Re: [CLOS] Ensuring a method exists





Didier Verna wrote:
Lars Rune Nøstdal <larsnostdal@xxxxxxxxx> wrote:


This seems to work:

(defclass SomeBase ()
())


(defmethod initialize-instance :before ((some-base SomeBase) &key)
(format t "Checking for `foo': ~A~%"
(find-method #'foo '() (mapcar #'find-class
(list (type-of some-base)
(type-of some-base))))))


(defmethod foo ((a SomeBase) (b SomeBase))
(write-line "(foo SomeBase SomeBase)"))


(defclass SomeDerived (SomeBase)
())



That's a nice solution but it has one caveat (my question was probably
not clear enough about this): your trick checks for the existence of a method
only for the class you instanciate, and not for the subclasses.

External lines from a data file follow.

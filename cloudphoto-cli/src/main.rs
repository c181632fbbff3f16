mod banner;
mod commands;
mod repl;

use std::path::PathBuf;
use std::time::Duration;

use anyhow::{Context, Result};
use clap::Parser;
use cloudphoto_core::{AwsSession, Config, Provisioner};
use tracing_subscriber::{layer::SubscriberExt, util::SubscriberInitExt};

#[derive(Parser)]
#[command(name = "cloudphoto")]
#[command(about = "Interactive client for tag-indexed photo albums in S3", long_about = None)]
struct Cli {
    /// AWS region for buckets and the function
    #[arg(long, env = "AWS_REGION")]
    region: Option<String>,

    /// Custom endpoint for S3-compatible services
    #[arg(long, env = "AWS_ENDPOINT_URL")]
    endpoint_url: Option<String>,

    /// Bucket holding the albums
    #[arg(long, env = "CLOUDPHOTO_SOURCE_BUCKET")]
    source_bucket: Option<String>,

    /// Bucket written by the deployed function
    #[arg(long, env = "CLOUDPHOTO_DESTINATION_BUCKET")]
    destination_bucket: Option<String>,

    /// Tag key marking album membership
    #[arg(long, env = "CLOUDPHOTO_TAG_KEY")]
    tag_key: Option<String>,

    #[arg(long, env = "CLOUDPHOTO_ROLE")]
    role: Option<String>,

    #[arg(long, env = "CLOUDPHOTO_POLICY")]
    policy: Option<String>,

    #[arg(long, env = "CLOUDPHOTO_FUNCTION")]
    function: Option<String>,

    /// Handler reference inside the deployed artifact
    #[arg(long, env = "CLOUDPHOTO_HANDLER")]
    handler: Option<String>,

    #[arg(long, env = "CLOUDPHOTO_RUNTIME")]
    runtime: Option<String>,

    /// Function memory in MB
    #[arg(long, env = "CLOUDPHOTO_MEMORY_SIZE")]
    memory_size: Option<i32>,

    /// Function timeout in seconds
    #[arg(long, env = "CLOUDPHOTO_TIMEOUT")]
    timeout: Option<i32>,

    /// Packaged function code
    #[arg(long, env = "CLOUDPHOTO_ARTIFACT")]
    artifact: Option<PathBuf>,

    /// JSON trust policy for the role (defaults to a function-service trust)
    #[arg(long, env = "CLOUDPHOTO_TRUST_POLICY")]
    trust_policy: Option<PathBuf>,

    /// JSON permission policy attached to the role
    #[arg(long, env = "CLOUDPHOTO_PERMISSION_POLICY")]
    permission_policy: Option<PathBuf>,

    /// Bucket event that triggers the function
    #[arg(long, env = "CLOUDPHOTO_NOTIFICATION_EVENT")]
    notification_event: Option<String>,

    /// Function deployment attempts
    #[arg(long, env = "CLOUDPHOTO_RETRY_ATTEMPTS")]
    retry_attempts: Option<u32>,

    /// Seconds slept before each deployment attempt
    #[arg(long, env = "CLOUDPHOTO_RETRY_DELAY")]
    retry_delay: Option<u64>,

    /// Start the prompt without bringing up the infrastructure
    #[arg(long, env = "CLOUDPHOTO_SKIP_PROVISION")]
    skip_provision: bool,
}

impl Cli {
    fn into_config(self) -> Config {
        let mut config = Config::default();

        if let Some(region) = self.region {
            config.region = region;
        }
        config.endpoint_url = self.endpoint_url;
        if let Some(bucket) = self.source_bucket {
            config.source_bucket = bucket;
        }
        if let Some(bucket) = self.destination_bucket {
            config.destination_bucket = bucket;
        }
        if let Some(tag_key) = self.tag_key {
            config.tag_key = tag_key;
        }
        if let Some(role) = self.role {
            config.role_name = role;
        }
        if let Some(policy) = self.policy {
            config.policy_name = policy;
        }
        if let Some(function) = self.function {
            config.function_name = function;
        }
        if let Some(handler) = self.handler {
            config.handler = handler;
        }
        if let Some(runtime) = self.runtime {
            config.runtime = runtime;
        }
        if let Some(memory_size) = self.memory_size {
            config.memory_size = memory_size;
        }
        if let Some(timeout) = self.timeout {
            config.timeout_secs = timeout;
        }
        if let Some(artifact) = self.artifact {
            config.artifact_path = artifact;
        }
        config.trust_policy_path = self.trust_policy;
        config.permission_policy_path = self.permission_policy;
        if let Some(event) = self.notification_event {
            config.notification_event = event;
        }
        if let Some(attempts) = self.retry_attempts {
            config.retry.max_attempts = attempts;
        }
        if let Some(delay) = self.retry_delay {
            config.retry.delay = Duration::from_secs(delay);
        }

        config
    }
}

#[tokio::main(flavor = "current_thread")]
async fn main() -> Result<()> {
    // Logs go to stderr so they never mix with command output
    tracing_subscriber::registry()
        .with(
            tracing_subscriber::EnvFilter::try_from_default_env()
                .unwrap_or_else(|_| "cloudphoto=info,cloudphoto_core=info".into()),
        )
        .with(tracing_subscriber::fmt::layer().with_writer(std::io::stderr))
        .init();

    let cli = Cli::parse();
    let skip_provision = cli.skip_provision;
    let config = cli.into_config();

    let session = AwsSession::load(&config).await?;
    let store = session.store(config.source_bucket.clone());

    banner::print();

    if skip_provision {
        tracing::info!("Skipping infrastructure bring-up");
    } else {
        println!("[INFO] Infrastructure preparing...");
        let identity = session.identity();
        let functions = session.functions();

        let report = Provisioner::new(&store, &identity, &functions, &config)
            .run()
            .await
            .context("Infrastructure bring-up failed")?;
        println!("{report}");
    }

    println!("[INFO] Enter CloudPhoto commands:\n");
    repl::run(&store, &config).await
}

So imagine having A <- B and creating only instances of B. The lack of method
for class A would go unnoticed. But I want the check for the whole hierarchy
(consider for instance that I'm using the AND method combination type and I'm
expecting an implementation for all the classes).


How portable does it have to be? If not, maybe your Lisp has something like ACL's:

(method-specializers
(find-method #'make-style-font nil
(list (find-class 'gui-style-ftgl))))

-> (#<STANDARD-CLASS GUI-STYLE-FTGL>)

So you could check that you did not get something specialized on a superclass.

Another trick, as long as you are inventing requirements that fly in the face of CLOS (if there is a method for superX, than one /has/ been provided for subX!), is to simplify things for users by providing macrology that (a) defines a method X and (b) records the meta-fact as a symbol property or something.

Of course the big question no one will ask is why you want to do this. Sounds like bad design. But you are not alone, we get people wanting to do this almost as often as we get people trying to fix the parens.